Il vero problema delle legislazioni “di emergenza”, ed in particolare di quelle che producono effetti immediati all’interno della rete, è quello di realizzare, consapevolmente o involontariamente, forme di censura mascherata, che se da un lato non contribuiscono ad una lotta efficace verso comportamenti criminali, dall’altro finiscono con impedire anche il corretto esercizio dei diritti nel virtuale.
Rispetto al provvedimento appena approvato ci si interroga sul perché i delitti di apologia e di istigazione debbano essere considerati reati più gravi allorché vengano realizzati in rete e su quali saranno i criteri da utilizzare affinché gli stessi possano essere considerati sussistenti.
Sarà considerato reato, ad esempio, condivedere all’interno di un social network le ragioni dell’ISIS o prendere posizioni non di netto distacco rispetto ad un attacco terroristico?
Parimenti sarà oscurato il sito che spiega da un punto di vista storico-politico le ragioni della gihad senza, tuttavia, istigare alla lotta armata?
Tutti questi interrogativi nascono dal fatto che già in passato il legislatore prima, ed i soggetti chiamati ad applicare le norme dopo, non sempre hanno dimostrato una perfetta conoscenza del contesto, la rete, all’interno del quale le disposizioni vanno applicate.

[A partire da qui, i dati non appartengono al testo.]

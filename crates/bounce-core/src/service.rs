//! Service facade and serialized event loop.
//!
//! [`BounceService`] composes the three managers behind the message
//! protocol and owns the error boundary: component failures become
//! `{ok: false, error}` responses, never panics. [`run_service`] drives a
//! service from one queue of messages and alarm firings, so every
//! read-modify-write of the persisted record happens on a single task.

use std::sync::Arc;

use chrono::Utc;
use tokio::sync::{mpsc, oneshot};
use tracing::warn;

use crate::access::TemporaryAccessManager;
use crate::alarms::AlarmScheduler;
use crate::error::Result;
use crate::messages::{Message, Response};
use crate::reconcile::{ReconcileReport, ReconciliationController};
use crate::rules::RuleEngine;
use crate::session::FocusSessionManager;
use crate::storage::{Config, FocusSession, StateStore, Task};

/// The engine behind the message protocol.
pub struct BounceService {
    session: FocusSessionManager,
    access: TemporaryAccessManager,
    reconcile: ReconciliationController,
}

impl BounceService {
    pub fn new(
        store: Arc<dyn StateStore>,
        engine: Arc<dyn RuleEngine>,
        alarms: Arc<dyn AlarmScheduler>,
        config: &Config,
    ) -> Self {
        Self {
            session: FocusSessionManager::new(
                Arc::clone(&store),
                Arc::clone(&engine),
                config.interstitial_url.clone(),
            ),
            access: TemporaryAccessManager::new(
                Arc::clone(&store),
                Arc::clone(&engine),
                Arc::clone(&alarms),
                config.default_allow_minutes,
            ),
            reconcile: ReconciliationController::new(
                store,
                engine,
                alarms,
                config.interstitial_url.clone(),
            ),
        }
    }

    /// Start a session; a fresh session invalidates every prior override,
    /// related to the new blacklist or not.
    pub fn start_focus(&self, tasks: Vec<Task>, domains: Vec<String>) -> Result<FocusSession> {
        let session = self.session.start(tasks, domains)?;
        self.access.clear_all()?;
        Ok(session)
    }

    /// Stop the session and drop every override with it.
    pub fn stop_focus(&self) -> Result<FocusSession> {
        let session = self.session.stop()?;
        self.access.clear_all()?;
        Ok(session)
    }

    pub fn focus_state(&self) -> Result<FocusSession> {
        self.session.focus_state()
    }

    /// Grant time-boxed access; returns the absolute expiry in epoch millis.
    pub fn request_temp_access(&self, domain: &str, minutes: Option<u64>) -> Result<i64> {
        self.access.grant(domain, minutes)
    }

    pub fn revoke_temp_access(&self, domain: &str) -> Result<()> {
        self.access.revoke(domain)
    }

    pub fn sanitizer_state(&self, domain: &str) -> Result<bool> {
        self.access
            .sanitize_enabled(domain, Utc::now().timestamp_millis())
    }

    /// Route a fired alarm to its owner. Unrelated names are ignored.
    pub fn handle_alarm(&self, name: &str) -> Result<bool> {
        self.access.handle_alarm(name)
    }

    /// Revoke every allow that is already past due.
    pub fn sweep_expired(&self) -> Result<Vec<String>> {
        self.access.sweep_expired(Utc::now().timestamp_millis())
    }

    pub fn on_install(&self) -> Result<ReconcileReport> {
        self.reconcile.on_install()
    }

    pub fn on_startup(&self) -> Result<ReconcileReport> {
        self.reconcile.on_startup()
    }

    /// Dispatch a parsed message; the error boundary lives here.
    pub fn dispatch(&self, message: Message) -> Response {
        match self.try_dispatch(message) {
            Ok(response) => response,
            Err(e) => {
                warn!(error = %e, "message handling failed");
                Response::err(e.to_string())
            }
        }
    }

    fn try_dispatch(&self, message: Message) -> Result<Response> {
        match message {
            Message::StartFocus { payload } => Ok(Response::with_session(
                self.start_focus(payload.selected_tasks, payload.blacklist_domains)?,
            )),
            Message::StopFocus => Ok(Response::with_session(self.stop_focus()?)),
            Message::GetFocusState => Ok(Response::with_session(self.focus_state()?)),
            Message::RequestTempAccess { payload } => {
                self.request_temp_access(&payload.domain, payload.minutes)?;
                Ok(Response::ok())
            }
            Message::GetSanitizerState { payload } => Ok(Response::with_sanitizer(
                self.sanitizer_state(&payload.domain)?,
            )),
        }
    }

    /// Dispatch a raw JSON message. Unknown `type` values and malformed
    /// payloads come back as `{ok: false, error}` with no state change.
    pub fn dispatch_value(&self, value: &serde_json::Value) -> Response {
        match Message::parse(value) {
            Ok(message) => self.dispatch(message),
            Err(error) => Response::err(error),
        }
    }
}

/// A message paired with its reply slot.
pub struct ServiceCommand {
    pub message: Message,
    pub reply: oneshot::Sender<Response>,
}

/// Cheap-to-clone sender side of the service loop.
#[derive(Clone)]
pub struct ServiceHandle {
    tx: mpsc::Sender<ServiceCommand>,
}

impl ServiceHandle {
    /// Send a message and await its response.
    pub async fn send(&self, message: Message) -> Response {
        let (reply, reply_rx) = oneshot::channel();
        if self
            .tx
            .send(ServiceCommand { message, reply })
            .await
            .is_err()
        {
            return Response::err("Service loop has shut down");
        }
        reply_rx
            .await
            .unwrap_or_else(|_| Response::err("Service loop dropped the request"))
    }
}

/// Build the handle/receiver pair for [`run_service`].
pub fn service_channel() -> (ServiceHandle, mpsc::Receiver<ServiceCommand>) {
    let (tx, rx) = mpsc::channel(32);
    (ServiceHandle { tx }, rx)
}

/// Drive a service from its command queue and alarm firings until both
/// channels close. One consumer task means one writer: overlapping
/// operations cannot interleave their read-modify-write cycles.
pub async fn run_service(
    service: BounceService,
    mut commands: mpsc::Receiver<ServiceCommand>,
    mut alarms_fired: mpsc::UnboundedReceiver<String>,
) {
    loop {
        tokio::select! {
            command = commands.recv() => match command {
                Some(ServiceCommand { message, reply }) => {
                    let response = service.dispatch(message);
                    // A caller that gave up on the reply is not an error.
                    let _ = reply.send(response);
                }
                None => break,
            },
            fired = alarms_fired.recv() => match fired {
                Some(name) => {
                    if let Err(e) = service.handle_alarm(&name) {
                        warn!(alarm = %name, error = %e, "alarm handling failed");
                    }
                }
                None => break,
            },
        }
    }
}

#[cfg(test)]
mod tests {
    use super::*;
    use serde_json::json;
    use std::time::Duration;

    use crate::alarms::{ManualAlarmScheduler, TokioAlarmScheduler};
    use crate::rules::MemoryRuleEngine;
    use crate::storage::MemoryStore;

    fn service_with(
        alarms: Arc<dyn AlarmScheduler>,
    ) -> (Arc<MemoryStore>, Arc<MemoryRuleEngine>, BounceService) {
        let store = Arc::new(MemoryStore::new());
        let engine = Arc::new(MemoryRuleEngine::new());
        let service = BounceService::new(
            Arc::clone(&store) as Arc<dyn StateStore>,
            Arc::clone(&engine) as Arc<dyn RuleEngine>,
            alarms,
            &Config::default(),
        );
        (store, engine, service)
    }

    #[test]
    fn start_focus_clears_unrelated_overrides() {
        let alarms = Arc::new(ManualAlarmScheduler::new());
        let (store, _, service) = service_with(alarms.clone());

        // An override from before the session, for a domain the new
        // blacklist never mentions.
        service.request_temp_access("reddit.com", Some(30)).unwrap();

        service
            .start_focus(Vec::new(), vec!["youtube.com".into()])
            .unwrap();

        let state = store.read().unwrap();
        assert!(state.temporary_allows.is_empty());
        assert!(alarms.is_empty());
        assert!(state.focus_session.active);
    }

    #[test]
    fn stop_focus_clears_rules_records_and_decision_cache() {
        let alarms = Arc::new(ManualAlarmScheduler::new());
        let (store, engine, service) = service_with(alarms);

        service
            .start_focus(Vec::new(), vec!["youtube.com".into(), "tiktok.com".into()])
            .unwrap();
        service.request_temp_access("youtube.com", None).unwrap();

        let stopped = service.stop_focus().unwrap();
        assert!(!stopped.active);
        assert!(engine.is_empty());
        let state = store.read().unwrap();
        assert!(state.temporary_allows.is_empty());
        assert!(state.last_decision.is_none());
    }

    #[test]
    fn dispatch_maps_failures_to_error_responses() {
        let alarms = Arc::new(ManualAlarmScheduler::new());
        let (_, _, service) = service_with(alarms);

        // Empty domain is rejected by the access manager.
        let response = service.dispatch_value(&json!({
            "type": "REQUEST_TEMP_ACCESS",
            "payload": {"domain": "   "}
        }));
        assert!(!response.ok);
        assert!(response.error.is_some());
    }

    #[test]
    fn dispatch_rejects_unknown_message_types() {
        let alarms = Arc::new(ManualAlarmScheduler::new());
        let (store, _, service) = service_with(alarms);
        let before = store.read().unwrap();

        let response = service.dispatch_value(&json!({"type": "FROBNICATE"}));
        assert!(!response.ok);
        assert_eq!(response.error.as_deref(), Some("Unknown message type"));
        assert_eq!(store.read().unwrap(), before);
    }

    #[test]
    fn protocol_round_trip_over_json() {
        let alarms = Arc::new(ManualAlarmScheduler::new());
        let (_, _, service) = service_with(alarms);

        let response = service.dispatch_value(&json!({
            "type": "START_FOCUS",
            "payload": {"selectedTasks": [], "blacklistDomains": ["youtube.com"]}
        }));
        assert!(response.ok);
        let session = response.focus_session.expect("session in response");
        assert!(session.active);

        let response = service.dispatch_value(&json!({
            "type": "GET_SANITIZER_STATE",
            "payload": {"domain": "www.youtube.com"}
        }));
        assert_eq!(response.sanitize_enabled, Some(false));

        service.request_temp_access("youtube.com", Some(5)).unwrap();
        let response = service.dispatch_value(&json!({
            "type": "GET_SANITIZER_STATE",
            "payload": {"domain": "www.youtube.com"}
        }));
        assert_eq!(response.sanitize_enabled, Some(true));
    }

    #[tokio::test]
    async fn service_loop_revokes_on_expiry() {
        let (alarms, fired_rx) = TokioAlarmScheduler::new();
        let alarms = Arc::new(alarms);
        let (store, engine, service) =
            service_with(Arc::clone(&alarms) as Arc<dyn AlarmScheduler>);
        let store_probe = Arc::clone(&store);
        let engine_probe = Arc::clone(&engine);

        let (handle, command_rx) = service_channel();
        let loop_task = tokio::spawn(run_service(service, command_rx, fired_rx));

        let response = handle
            .send(Message::StartFocus {
                payload: crate::messages::StartFocusPayload {
                    selected_tasks: Vec::new(),
                    blacklist_domains: vec!["youtube.com".into()],
                },
            })
            .await;
        assert!(response.ok);

        // Grant with an expiry that is already due; the alarm fires at once
        // and the loop revokes.
        let response = handle
            .send(Message::RequestTempAccess {
                payload: crate::messages::TempAccessPayload {
                    domain: "youtube.com".into(),
                    minutes: Some(0),
                },
            })
            .await;
        assert!(response.ok);

        let deadline = tokio::time::Instant::now() + Duration::from_secs(2);
        loop {
            let state = store_probe.read().unwrap();
            if state.temporary_allows.is_empty() {
                break;
            }
            assert!(
                tokio::time::Instant::now() < deadline,
                "expiry never revoked the allow"
            );
            tokio::time::sleep(Duration::from_millis(10)).await;
        }
        // Only the allow rule went away; the block rule is still live.
        assert_eq!(engine_probe.len(), 1);

        drop(handle);
        alarms.clear_all();
        loop_task.abort();
    }
}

Da questo punto di vista è da ritenersi che l’inefficace contrasto alla criminalità in rete non è dipeso tanto dall’assenza di norme, considerato che abbiamo una legislazione ampia ed articolata, quanto piuttosto dall’esistenza di importanti questioni giuridiche ancora non risolte.
In ambito europeo si è più volte sottolineato come vadano applicate regole unitarie in materia di intercettazione di comunicazioni, di conservazione dei dati, di accesso e utilizzo anonimi, nonché sul valore probatorio dei dati informatici. Si è evidenziato, inoltre, che, trattandosi di reati, per loro natura transnazionali, occorrono chiare indicazioni riguardo la cooperazione giudiziaria e tra le forze dell’ordine. Da questo punto di vista è da salutare con favore la previsione, all’interno del decreto, del coordinamento delle attività di antiterrorismo da parte della procura nazionale antimafia.
Il coordinamento delle indagini, così come previsto, potrebbe rappresentare una svolta nella lotta alla criminalità in rete, iniziando un nuovo percorso diretto finalmente in modo spedito verso gli obiettivi previsti.